Local authority of County Kilkenny in Ireland

The area governed by the council

Kilkenny County Council (Comhairle Chontae Chill Chainnigh) is the local authority of County Kilkenny, Ireland. As a county council, it is governed by the Local Government Act 2001. The council is responsible for housing and community, roads and transportation, urban planning and development, amenity and culture, and environment. The council has 24 elected members. Elections are held every five years and are by single transferable vote. The head of the council has the title of Cathaoirleach (chairperson). The county administration is headed by a chief executive, Lar Power. The county town is Kilkenny city.

==History==
Kilkenny County Council was established on 1 April 1899 under the Local Government (Ireland) Act 1898 for the administrative county of County Kilkenny. This area was that of the judicial county of Kilkenny, except the portion of the town of New Ross, which was transferred to County Wexford; the judicial county of the city of Kilkenny; and the district electoral division of Kilculliheen in the judicial county of Waterford.

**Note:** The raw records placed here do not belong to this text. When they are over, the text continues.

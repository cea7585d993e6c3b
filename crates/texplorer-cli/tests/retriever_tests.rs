use super::*;
use crate::fixtures::{sample_store, user_location, wrapper_location};
use crate::server::register_handlers;
use std::sync::{Arc, Mutex};
use texplorer_common::{LocalizedTypeInfoOrError, TreeConfig, TypeKind};
use texplorer_localize::{TypeInfoResolver, description, label};
use texplorer_rpc::Side;

fn remote(config: TreeConfig) -> RpcRetriever {
    let (client_io, server_io) = tokio::io::duplex(256 * 1024);
    let server = RpcConnection::from_stream(Side::Server, server_io);
    register_handlers(&server, Arc::new(Mutex::new(Program::new(sample_store(), config))));
    RpcRetriever::new(RpcConnection::from_stream(Side::Client, client_io))
}

/// Localize the root at `wrapper` and return its single child, `user`.
async fn localized_user(resolver: &TypeInfoResolver, root: TypeInfo) -> LocalizedTypeInfoOrError {
    let root = resolver.localize(&Arc::new(root)).await;
    let children = resolver
        .localize_children(root.info().unwrap(), true)
        .await
        .unwrap();
    assert_eq!(children.len(), 1);
    children.into_iter().next().unwrap()
}

#[tokio::test]
async fn test_local_retriever_answers_from_program() {
    let program = Rc::new(Program::new(sample_store(), TreeConfig::default()));
    let retriever = local_retriever(Rc::clone(&program));

    let tree = retriever.retrieve(user_location()).await.unwrap().unwrap();
    assert_eq!(tree.type_kind(), TypeKind::Interface);

    let missing = retriever
        .retrieve(SourceFileLocation::at("nowhere.ts", 0, 0))
        .await
        .unwrap();
    assert!(missing.is_none());
}

#[tokio::test]
async fn test_local_retriever_expands_references() {
    let config = TreeConfig::default().with_reference_defined_types(true);
    let program = Rc::new(Program::new(sample_store(), config));
    let root = program.type_tree_at(&wrapper_location()).unwrap();
    let resolver = TypeInfoResolver::with_retriever(local_retriever(Rc::clone(&program)));

    let user = localized_user(&resolver, root).await;
    assert_eq!(label(&user), "user");
    assert_eq!(description(&user), "User");
    assert_eq!(user.info().unwrap().kind, Some(TypeKind::Interface));
}

#[tokio::test]
async fn test_rpc_retriever_expands_references() {
    let config = TreeConfig::default().with_reference_defined_types(true);
    let retriever = remote(config);
    let root = retriever
        .type_tree_at(&wrapper_location())
        .await
        .unwrap()
        .unwrap();
    let resolver = TypeInfoResolver::with_retriever(retriever);

    let user = localized_user(&resolver, root).await;
    assert_eq!(description(&user), "User");

    let fields = resolver
        .localize_children(user.info().unwrap(), true)
        .await
        .unwrap();
    let labels: Vec<String> = fields.iter().map(label).collect();
    assert_eq!(labels, ["name", "tags?"]);
}

#[tokio::test]
async fn test_rpc_retriever_expanded_type() {
    let retriever = remote(TreeConfig::default());
    let expanded = retriever
        .expanded_type_at(&crate::fixtures::merged_location())
        .await
        .unwrap();
    assert_eq!(expanded.as_deref(), Some("{ a: string; b: number; }"));
}

#[tokio::test]
async fn test_rpc_retriever_closed_connection() {
    let (client_io, server_io) = tokio::io::duplex(1024);
    drop(server_io);
    let retriever = RpcRetriever::new(RpcConnection::from_stream(Side::Client, client_io));

    let err = retriever.retrieve(user_location()).await.unwrap_err();
    assert!(format!("{err:#}").contains("getTypeTree failed"), "{err:#}");
}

The county council originally met at Kilkenny Courthouse. By the second half of the 20th century it had moved to new offices at John's Green House. The county council moved to its current home, County Hall, in 1994.

In 2000, as part of a government initiative called "Better Local Government – A Programme for Change", a new structure was introduced to Kilkenny County Council which included five Strategic Policy Committees.

==Regional Assembly==
Kilkenny County Council has two representatives on the Southern Regional Assembly who are part of the South-East Strategic Planning Area Committee.

==Elections==
The Local Government (Ireland) Act 1919 introduced the electoral system of proportional representation by means of the single transferable vote (PR-STV) for the 1920 Irish local elections. This electoral system has been retained, with the 24 members of Kilkenny County Council elected for a five-year term of office from multi-member local electoral areas (LEAs).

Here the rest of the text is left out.